Identification properties provide the most basic data for identifying what a token represents. The Id and Key properties are used for this purpose. The Id property is an integer number and the Key is a String value. Either or both can be used to provide identification of the token, although the ID is preferred since integer comparisons are faster than String comparisons.

Location properties give information about the size and location of the token within its text source. The StartOffset and EndOffset properties specify the start/end offsets of the token. The end offset is the offset after the last character contained by the token. The Length property gives the number of characters in the token. The StartPosition and EndPosition properties specify the start/end TextPosition objects that relate to the offsets. The TextRange and PositionRange properties provide the related ranges.

Note

See the Offsets, Ranges, and Positions topic for more information on offsets and text positions.

Mergable Tokens

Mergable tokens are represented by classes implementing the IMergableToken interface, which inherits the IToken interface. Mergable tokens are the type of token that is created when using a mergable lexer, meaning a lexer from one language that can merge its results with another language's mergable lexer. This is commonly seen in languages like HTML where multiple child languages like CSS, JavaScript, etc. can be used.
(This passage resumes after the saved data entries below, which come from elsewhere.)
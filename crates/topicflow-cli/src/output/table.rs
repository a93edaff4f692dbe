use comfy_table::{Cell, Table};
use topicflow_core::store::messages_for_topic;
use topicflow_core::{ConversationState, Topic};

/// Stack (top first) followed by the archive.
pub fn topics_table(state: &ConversationState) -> Table {
    let mut table = Table::new();
    table.set_header(vec!["Status", "Topic", "Handler", "Messages", "Clinic"]);

    let active = state.topic_stack.len().checked_sub(1);
    for (index, topic) in state.topic_stack.iter().enumerate().rev() {
        let status = if Some(index) == active { "active" } else { "open" };
        table.add_row(topic_row(state, topic, status));
    }
    for topic in state.archive.iter().rev() {
        table.add_row(topic_row(state, topic, "archived"));
    }
    table
}

fn topic_row(state: &ConversationState, topic: &Topic, status: &str) -> Vec<Cell> {
    let handler = topic
        .handler
        .map(|handler| handler.to_string())
        .unwrap_or_else(|| "-".to_string());
    vec![
        Cell::new(status),
        Cell::new(short_id(&topic.id.to_string())),
        Cell::new(handler),
        Cell::new(messages_for_topic(state, &topic.id).len()),
        Cell::new(topic.slots.appointment.clinic.as_deref().unwrap_or("-")),
    ]
}

pub fn short_id(id: &str) -> &str {
    id.get(..8).unwrap_or(id)
}
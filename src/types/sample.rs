//! Decoded oximetry samples

use serde::{Deserialize, Serialize};

/// One decoded measurement.
///
/// `spo2` and `heart_rate` are the raw device bytes; no unit conversion or range
/// clamping is applied.
#[derive(Debug, Clone, Copy, PartialEq, Eq, Serialize, Deserialize)]
pub struct Sample {
    /// Absolute sample time in epoch milliseconds
    pub timestamp_ms: i64,
    /// Blood oxygen saturation, raw device value
    pub spo2: u8,
    /// Pulse rate, raw device value
    pub heart_rate: u8,
    /// False when the device flagged the oximetry reading as untrustworthy
    pub valid: bool,
}

impl Sample {
    /// Whether two samples carry the same reading, ignoring their timestamps.
    pub fn same_reading(&self, other: &Sample) -> bool {
        self.spo2 == other.spo2 && self.heart_rate == other.heart_rate && self.valid == other.valid
    }

    /// `valid` rendered the way the tabular output expects it.
    pub fn valid_flag(&self) -> u8 {
        u8::from(self.valid)
    }
}

#[cfg(test)]
mod tests {
    use super::*;

    #[test]
    fn same_reading_ignores_timestamp() {
        let a = Sample { timestamp_ms: 0, spo2: 97, heart_rate: 60, valid: true };
        let b = Sample { timestamp_ms: 2000, ..a };
        assert!(a.same_reading(&b));

        let c = Sample { valid: false, ..b };
        assert!(!a.same_reading(&c));
        assert_eq!(c.valid_flag(), 0);
        assert_eq!(a.valid_flag(), 1);
    }
}
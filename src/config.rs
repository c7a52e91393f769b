//! Converter configuration.
//!
//! Options can come from a YAML file and be overridden from the command line. Every
//! field has a default, so an empty file is a valid configuration:
//!
//! ```yaml
//! decode:
//!   timestamps: utc      # or local
//!   deduplicate: true
//! output:
//!   delimiter: ","
//!   quote_all: false
//! ```

use serde::{Deserialize, Serialize};
use std::path::Path;
use tracing::debug;

use crate::types::TimestampPolicy;
use crate::{Result, ViatomError};

/// Options for the header parser and record decoder.
#[derive(Debug, Clone, PartialEq, Eq, Serialize, Deserialize)]
#[serde(default, deny_unknown_fields)]
pub struct DecodeOptions {
    /// How the header start time maps to epoch milliseconds
    pub timestamps: TimestampPolicy,
    /// Apply the double-sampling correction at 2000 ms resolution
    pub deduplicate: bool,
}

impl Default for DecodeOptions {
    fn default() -> Self {
        Self { timestamps: TimestampPolicy::Utc, deduplicate: true }
    }
}

/// Options for the delimited text writer.
#[derive(Debug, Clone, PartialEq, Eq, Serialize, Deserialize)]
#[serde(default, deny_unknown_fields)]
pub struct OutputOptions {
    /// Field separator
    pub delimiter: char,
    /// Wrap every field in double quotes
    pub quote_all: bool,
}

impl Default for OutputOptions {
    fn default() -> Self {
        Self { delimiter: ',', quote_all: false }
    }
}

impl OutputOptions {
    pub fn validate(&self) -> Result<()> {
        if matches!(self.delimiter, '"' | '\n' | '\r') {
            return Err(ViatomError::config_error(
                "output.delimiter",
                format!("{:?} cannot be used as a field delimiter", self.delimiter),
            ));
        }
        Ok(())
    }
}

/// Complete converter configuration.
#[derive(Debug, Clone, Default, PartialEq, Eq, Serialize, Deserialize)]
#[serde(default, deny_unknown_fields)]
pub struct ConverterConfig {
    pub decode: DecodeOptions,
    pub output: OutputOptions,
}

impl ConverterConfig {
    /// Parse a configuration from YAML text.
    pub fn from_yaml_str(yaml: &str) -> Result<Self> {
        Self::parse(yaml, "configuration")
    }

    /// Load a configuration file.
    pub fn load<P: AsRef<Path>>(path: P) -> Result<Self> {
        let path = path.as_ref();
        debug!("Loading configuration from {}", path.display());

        let context = path.display().to_string();
        let yaml = std::fs::read_to_string(path)
            .map_err(|e| ViatomError::config_error(context.as_str(), e.to_string()))?;
        Self::parse(&yaml, &context)
    }

    fn parse(yaml: &str, context: &str) -> Result<Self> {
        // serde_yaml_ng rejects a document with no content; treat it as all defaults.
        if yaml.trim().is_empty() {
            return Ok(Self::default());
        }

        let config: Self = serde_yaml_ng::from_str(yaml)
            .map_err(|e| ViatomError::config_error(context, e.to_string()))?;
        config.validate()?;
        Ok(config)
    }

    pub fn validate(&self) -> Result<()> {
        self.output.validate()
    }
}

#[cfg(test)]
mod tests {
    use super::*;

    #[test]
    fn defaults_are_utc_comma_separated() {
        let config = ConverterConfig::default();
        assert_eq!(config.decode.timestamps, TimestampPolicy::Utc);
        assert!(config.decode.deduplicate);
        assert_eq!(config.output.delimiter, ',');
        assert!(!config.output.quote_all);
    }

    #[test]
    fn empty_document_is_default() {
        assert_eq!(ConverterConfig::from_yaml_str("").unwrap(), ConverterConfig::default());
        assert_eq!(ConverterConfig::from_yaml_str("  \n").unwrap(), ConverterConfig::default());
    }

    #[test]
    fn partial_document_fills_defaults() {
        let config = ConverterConfig::from_yaml_str("decode:\n  timestamps: local\n").unwrap();
        assert_eq!(config.decode.timestamps, TimestampPolicy::Local);
        assert!(config.decode.deduplicate);
        assert_eq!(config.output, OutputOptions::default());
    }

    #[test]
    fn full_document_parses() {
        let yaml = r#"
decode:
  timestamps: utc
  deduplicate: false
output:
  delimiter: ";"
  quote_all: true
"#;
        let config = ConverterConfig::from_yaml_str(yaml).unwrap();
        assert!(!config.decode.deduplicate);
        assert_eq!(config.output.delimiter, ';');
        assert!(config.output.quote_all);
    }

    #[test]
    fn unknown_fields_are_rejected() {
        let result = ConverterConfig::from_yaml_str("decode:\n  dedupe: false\n");
        assert!(matches!(result, Err(ViatomError::Config { .. })));
    }

    #[test]
    fn quote_delimiter_is_rejected() {
        let result = ConverterConfig::from_yaml_str("output:\n  delimiter: '\"'\n");
        match result {
            Err(ViatomError::Config { context, .. }) => assert_eq!(context, "output.delimiter"),
            other => panic!("Expected Config error, got {:?}", other),
        }
    }

    #[test]
    fn missing_file_reports_path() {
        let result = ConverterConfig::load("/nonexistent/viatom.yaml");
        match result {
            Err(ViatomError::Config { context, .. }) => {
                assert!(context.contains("/nonexistent/viatom.yaml"))
            }
            other => panic!("Expected Config error, got {:?}", other),
        }
    }
}
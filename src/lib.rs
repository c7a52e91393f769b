//! Decoder for Viatom pulse-oximetry binary dumps.
//!
//! Viatom oximeters (O2Ring, Checkme O2 and relatives) export recordings as a fixed
//! 40-byte header followed by packed 5-byte records. This crate validates the header,
//! derives per-sample timestamps, decodes SpO2, heart rate and the validity flag, and
//! corrects the double-sampling artifact devices produce at a 4 second interval.
//!
//! # Layers
//!
//! - [`dump::format`]: byte layout and [`Header`] parsing
//! - [`dump::decoder`]: records to [`Sample`]s, plus the deduplication pass
//! - [`RecordingReader`]: file and buffer entry point producing a [`Recording`]
//! - [`output`]: tabular writers and the YAML summary
//! - [`config`]: options shared by the library and the `viatom` binary
//!
//! The header parser and decoder are pure functions over byte slices and return
//! [`FormatError`]s; file handling is kept in the reader and writers.
//!
//! # Example
//!
//! ```rust,no_run
//! use viatom::output::{write_csv_file, write_summary_file};
//! use viatom::{ConverterConfig, RecordingReader};
//!
//! fn main() -> viatom::Result<()> {
//!     let config = ConverterConfig::default();
//!     let recording = RecordingReader::new(config.decode.clone()).open("night.dat")?;
//!
//!     write_csv_file("night.csv", &recording, &config.output)?;
//!     write_summary_file("night.yaml", &recording)?;
//!     Ok(())
//! }
//! ```

pub mod config;
pub mod dump;
mod error;
pub mod output;
#[cfg(any(test, feature = "benchmark"))]
pub mod test_utils;
pub mod types;

pub use config::{ConverterConfig, DecodeOptions, OutputOptions};
pub use dump::{Header, RecordingReader};
pub use error::*;
pub use types::*;
//! Rendering decoded recordings.
//!
//! The decoder knows nothing about output formats. Writers implement [`SampleSink`]
//! and are driven by [`write_recording`], which emits the column header once and then
//! every sample in time order.
//!
//! Files are written through [`StagedFile`]: each output is rendered to a hidden
//! sibling and only renamed into place once everything has been flushed, so a failed
//! conversion never leaves a truncated output behind. [`commit_all`] publishes
//! several outputs together.

mod csv;
mod staged;
mod summary;

pub use csv::CsvSink;
pub use staged::{StagedFile, commit_all};
pub use summary::{RecordingSummary, stage_summary_file, write_summary_file};

use std::io;
use std::path::Path;
use tracing::debug;

use crate::Result;
use crate::config::OutputOptions;
use crate::types::{Recording, Sample};

/// Column names of the tabular output, in order
pub const COLUMNS: [&str; 4] = ["Timestamp", "SpO2", "Heartrate", "Valid"];

/// Destination for decoded samples.
pub trait SampleSink {
    /// Write the column header row
    fn write_header(&mut self) -> io::Result<()>;

    /// Write one sample row
    fn write_sample(&mut self, sample: &Sample) -> io::Result<()>;

    /// Flush buffered output
    fn finish(&mut self) -> io::Result<()>;
}

/// Render a whole recording into a sink.
pub fn write_recording<S: SampleSink + ?Sized>(sink: &mut S, recording: &Recording) -> io::Result<()> {
    sink.write_header()?;
    for sample in recording.samples() {
        sink.write_sample(sample)?;
    }
    sink.finish()
}

/// Render a recording as delimited text into a staged file for `path`.
pub fn stage_csv_file<P: AsRef<Path>>(
    path: P,
    recording: &Recording,
    options: &OutputOptions,
) -> Result<StagedFile> {
    options.validate()?;
    debug!("Writing {} rows for {}", recording.len(), path.as_ref().display());

    StagedFile::write_with(path, |writer| {
        let mut sink = CsvSink::new(writer, options.clone());
        write_recording(&mut sink, recording)
    })
}

/// Write a recording as delimited text to `path`.
///
/// The file only appears at `path` when every row was written successfully.
pub fn write_csv_file<P: AsRef<Path>>(
    path: P,
    recording: &Recording,
    options: &OutputOptions,
) -> Result<()> {
    stage_csv_file(path, recording, options)?.commit()?;
    Ok(())
}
Mergable tokens provide more information about how the token was created, such as its owner ILexicalState, owner ILexicalScope (if appropriate), and the root IMergableLexer

Another key feature provided by the IMergableToken interface is the IClassificationType associated with the token, available via the IMergableToken.ClassificationType property. A classification type is a logical category such as Identifier, Comment, or Whitespace.

Token Classes

If you wish to create a bare bones class that implements IToken for your language, and your language's lexer is not mergable, you can inherit the TokenBase class. It is abstract and only requires that you implement its Id property and optionally the Key property.

For languages that use mergable lexers, you can use the non-abstract MergableToken class for your tokens. Typically you don't even need to worry about this though since the MergableLexerBase class, which most IMergableLexer implementations inherit, automatically creates MergableToken instances for you.